Серафим отстранился и вгляделся мне в глаза. Я не знал, что сказать, кроме банального спасибо. Но тишина не была угнетающей. Сейчас я чувствовал небывалое спокойствие, что-то из детства. Наивную, но успокаивающую уверенность, что всё будет хорошо. В Городе я ещё не испытывал ничего похожего. Эти эмоции были дороже всех сокровищ.

Баута встал, развеяв окутавший нас туман умиротворённости и, будто смущенный, отряхнул плащ, глухо пробормотав:

 Кхм, да. Ты справился. Теперь отдыхай, я помогу тебе уснуть.

Я закрыл глаза и без всякой напряжённости почувствовал, как его ладонь легла мне на лоб. Я расслабился и «открыл» мысли. В голову перетекало спокойствие и сонливость. Уже проваливаясь в лишённый обычных кошмарных видений сон я знал, чью сторону приму, когда придёт время. Я был уверен.

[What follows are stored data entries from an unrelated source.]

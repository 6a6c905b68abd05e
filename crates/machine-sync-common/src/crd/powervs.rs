//! IBM Cloud PowerVS infrastructure resources (CAPIBM, `infrastructure.cluster.x-k8s.io/v1beta2`)
//!
//! Reference: <https://github.com/kubernetes-sigs/cluster-api-provider-ibmcloud>

use k8s_openapi::api::core::v1::LocalObjectReference;
use k8s_openapi::apimachinery::pkg::util::intstr::IntOrString;
use kube::CustomResource;
use schemars::JsonSchema;
use serde::{Deserialize, Serialize};

/// CAPIBM infrastructure group/version
pub const POWERVS_INFRASTRUCTURE_API_VERSION: &str = "infrastructure.cluster.x-k8s.io/v1beta2";

/// Reference to a PowerVS resource by ID, name or regular expression
///
/// The API allows any combination of the three to be set; the conversion
/// resolves them in the order ID, Name, RegEx.
#[derive(Clone, Debug, Default, Deserialize, Serialize, JsonSchema, PartialEq)]
pub struct IbmPowerVsResourceReference {
    /// Unique identifier of the resource
    #[serde(default, skip_serializing_if = "Option::is_none")]
    pub id: Option<String>,

    /// Name of the resource
    #[serde(default, skip_serializing_if = "Option::is_none")]
    pub name: Option<String>,

    /// Regular expression matching the resource name
    #[serde(default, skip_serializing_if = "Option::is_none")]
    pub regex: Option<String>,
}

impl IbmPowerVsResourceReference {
    /// Reference by ID
    pub fn by_id(id: impl Into<String>) -> Self {
        Self {
            id: Some(id.into()),
            ..Default::default()
        }
    }

    /// Reference by name
    pub fn by_name(name: impl Into<String>) -> Self {
        Self {
            name: Some(name.into()),
            ..Default::default()
        }
    }

    /// Reference by regular expression
    pub fn by_regex(regex: impl Into<String>) -> Self {
        Self {
            regex: Some(regex.into()),
            ..Default::default()
        }
    }
}

/// Desired state of an IBMPowerVSMachine
#[derive(CustomResource, Clone, Debug, Default, Deserialize, Serialize, JsonSchema, PartialEq)]
#[kube(
    group = "infrastructure.cluster.x-k8s.io",
    version = "v1beta2",
    kind = "IBMPowerVSMachine",
    root = "IbmPowerVsMachine",
    plural = "ibmpowervsmachines",
    namespaced,
    derive = "PartialEq",
    derive = "Default"
)]
#[serde(rename_all = "camelCase")]
pub struct IbmPowerVsMachineSpec {
    /// Legacy service instance ID; takes precedence over `serviceInstance`
    #[serde(rename = "serviceInstanceID", default, skip_serializing_if = "String::is_empty")]
    pub service_instance_id: String,

    /// PowerVS service instance hosting the machine
    #[serde(default, skip_serializing_if = "Option::is_none")]
    pub service_instance: Option<IbmPowerVsResourceReference>,

    /// Name of the SSH key pair injected into the instance
    #[serde(default, skip_serializing_if = "String::is_empty")]
    pub ssh_key: String,

    /// Boot image reference
    #[serde(default, skip_serializing_if = "Option::is_none")]
    pub image: Option<IbmPowerVsResourceReference>,

    /// Reference to an IBMPowerVSImage object by name
    #[serde(default, skip_serializing_if = "Option::is_none")]
    pub image_ref: Option<LocalObjectReference>,

    /// System type (e.g. "s922", "e980")
    #[serde(default, skip_serializing_if = "String::is_empty")]
    pub system_type: String,

    /// Processor type ("Dedicated", "Shared", "Capped")
    #[serde(default, skip_serializing_if = "String::is_empty")]
    pub processor_type: String,

    /// Number of processors, integer or fractional string (e.g. "0.5")
    #[serde(default, skip_serializing_if = "Option::is_none")]
    pub processors: Option<IntOrString>,

    /// Memory in GiB
    #[serde(rename = "memoryGiB", default, skip_serializing_if = "is_zero")]
    pub memory_gib: i32,

    /// Network the instance is attached to
    #[serde(default)]
    pub network: IbmPowerVsResourceReference,

    /// Cloud provider ID of the instance
    #[serde(rename = "providerID", default, skip_serializing_if = "Option::is_none")]
    pub provider_id: Option<String>,
}

fn is_zero(value: &i32) -> bool {
    *value == 0
}

/// Desired state of an IBMPowerVSMachineTemplate
#[derive(CustomResource, Clone, Debug, Default, Deserialize, Serialize, JsonSchema, PartialEq)]
#[kube(
    group = "infrastructure.cluster.x-k8s.io",
    version = "v1beta2",
    kind = "IBMPowerVSMachineTemplate",
    root = "IbmPowerVsMachineTemplate",
    plural = "ibmpowervsmachinetemplates",
    namespaced,
    derive = "PartialEq",
    derive = "Default"
)]
#[serde(rename_all = "camelCase")]
pub struct IbmPowerVsMachineTemplateSpec {
    /// Template for machines created from this resource
    #[serde(default)]
    pub template: IbmPowerVsMachineTemplateResource,
}

/// Machine template body
#[derive(Clone, Debug, Default, Deserialize, Serialize, JsonSchema, PartialEq)]
pub struct IbmPowerVsMachineTemplateResource {
    /// Spec of the machines created from this template
    #[serde(default)]
    pub spec: IbmPowerVsMachineSpec,
}

/// Desired state of an IBMPowerVSCluster
///
/// The Machine conversion only requires the cluster to be present; its
/// fields are not mapped into the provider config.
#[derive(CustomResource, Clone, Debug, Default, Deserialize, Serialize, JsonSchema, PartialEq)]
#[kube(
    group = "infrastructure.cluster.x-k8s.io",
    version = "v1beta2",
    kind = "IBMPowerVSCluster",
    root = "IbmPowerVsCluster",
    plural = "ibmpowervsclusters",
    namespaced,
    derive = "PartialEq",
    derive = "Default"
)]
#[serde(rename_all = "camelCase")]
pub struct IbmPowerVsClusterSpec {
    /// Legacy service instance ID
    #[serde(rename = "serviceInstanceID", default, skip_serializing_if = "String::is_empty")]
    pub service_instance_id: String,

    /// PowerVS service instance for the cluster
    #[serde(default, skip_serializing_if = "Option::is_none")]
    pub service_instance: Option<IbmPowerVsResourceReference>,

    /// PowerVS zone (e.g. "dal10")
    #[serde(default, skip_serializing_if = "Option::is_none")]
    pub zone: Option<String>,

    /// Cluster network
    #[serde(default)]
    pub network: IbmPowerVsResourceReference,

    /// IBM Cloud resource group
    #[serde(default, skip_serializing_if = "Option::is_none")]
    pub resource_group: Option<IbmPowerVsResourceReference>,
}

#[cfg(test)]
mod tests {
    use super::*;

    #[test]
    fn machine_spec_uses_capibm_field_names() {
        let spec = IbmPowerVsMachineSpec {
            service_instance_id: "si-legacy".to_string(),
            ssh_key: "my-key".to_string(),
            memory_gib: 32,
            processors: Some(IntOrString::String("0.5".to_string())),
            network: IbmPowerVsResourceReference::by_name("private-net"),
            ..Default::default()
        };
        let value = serde_json::to_value(&spec).expect("spec serialization should succeed");
        assert_eq!(value["serviceInstanceID"], "si-legacy");
        assert_eq!(value["sshKey"], "my-key");
        assert_eq!(value["memoryGiB"], 32);
        assert_eq!(value["processors"], "0.5");
        assert_eq!(value["network"], serde_json::json!({"name": "private-net"}));
        assert!(value.get("image").is_none());
    }

    #[test]
    fn resources_serialize_with_capibm_type_meta() {
        let machine = IbmPowerVsMachine::new("worker-0", IbmPowerVsMachineSpec::default());
        let value = serde_json::to_value(&machine).expect("machine serialization should succeed");
        assert_eq!(value["apiVersion"], POWERVS_INFRASTRUCTURE_API_VERSION);
        assert_eq!(value["kind"], "IBMPowerVSMachine");

        let template =
            IbmPowerVsMachineTemplate::new("workers", IbmPowerVsMachineTemplateSpec::default());
        let value =
            serde_json::to_value(&template).expect("template serialization should succeed");
        assert_eq!(value["kind"], "IBMPowerVSMachineTemplate");

        let cluster = IbmPowerVsCluster::new("prod", IbmPowerVsClusterSpec::default());
        let value = serde_json::to_value(&cluster).expect("cluster serialization should succeed");
        assert_eq!(value["kind"], "IBMPowerVSCluster");
    }

    #[test]
    fn template_deserializes_nested_spec() {
        let yaml = r#"
apiVersion: infrastructure.cluster.x-k8s.io/v1beta2
kind: IBMPowerVSMachineTemplate
metadata:
  name: workers
spec:
  template:
    spec:
      serviceInstance:
        id: si-123
      imageRef:
        name: rhel-image
      network:
        regex: "^capi-net-.*$"
      processors: 2
      memoryGiB: 16
"#;
        let template: IbmPowerVsMachineTemplate =
            serde_yaml::from_str(yaml).expect("template deserialization should succeed");
        let spec = &template.spec.template.spec;
        assert_eq!(
            spec.service_instance,
            Some(IbmPowerVsResourceReference::by_id("si-123"))
        );
        assert_eq!(
            spec.image_ref.as_ref().map(|r| r.name.as_str()),
            Some("rhel-image")
        );
        assert_eq!(spec.network, IbmPowerVsResourceReference::by_regex("^capi-net-.*$"));
        assert_eq!(spec.processors, Some(IntOrString::Int(2)));
        assert_eq!(spec.memory_gib, 16);
    }
}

Проснулся я от ощущения тепла и соблазнительного запаха. Сквозь веки пробивались оранжевые отсветы и, открыв глаза, я уставился в разведённый у противоположной стены небольшой костёр, пожиравший обломки ящиков и выплёвывающий дым и искры в небольшое разбитое окошко под потолком. Две открытые банки стояли на большом камне, втиснутом, как клин, в середину костра и распространяли аромат мяса.

Я резко сел, едва не захлебнувшись слюной и только сейчас понял, что последние несколько циклов ел так мало, что обычный человек давно бы уже зачах. Но о еде в это время я вспоминал крайне редко, а если и ел, то без всякого желания, только по привычке. Видимо ещё одно последствие метаморфозы.

Баута, увидев, что я проснулся, сухо кивнул и отодвинул камень от огня.

 Хорошо, что ты проснулся. Я уже собирался тебя будить. Звон скоро.

 Да?  не было ни следа обычной напряжённости и параноидальных мыслей.  А я ничего не чувствую.

 И не почувствуешь.  Серафим уселся подальше от костра и, схватив одну из банок завёрнутой в плащ рукой, принялся есть горячее мясо. В такой близи от Храма ничего не происходит. Свет всё забивает. Я достал еду из твоего мешка, надеюсь ты не против.

Я только покачал головой, завладев второй банкой и начав есть, орудуя ножом, который пару часов назад чуть не воткнул другу в спину. Было вкусно, мешали только мысли о «последней трапезе смертника». Я даже перестал жевать на секунду. На что я собираюсь решиться? То есть, конечно, я дрался. В рейдах, с налётчиками. Убегая от Теней и Расколотых. Одного даже убил. Но Храм, набитый фанатиками, это другое

 Не бойся.  Баута будто читал мои мысли.  В Храме не так уж много людей. Большинство шарится по городу. Падальщики! Но,  он поскрёб по днищу опустевшей банки и бросил её в костёр.  Лучше, чтобы тебя не заметили, постарайся не привлекать внимания.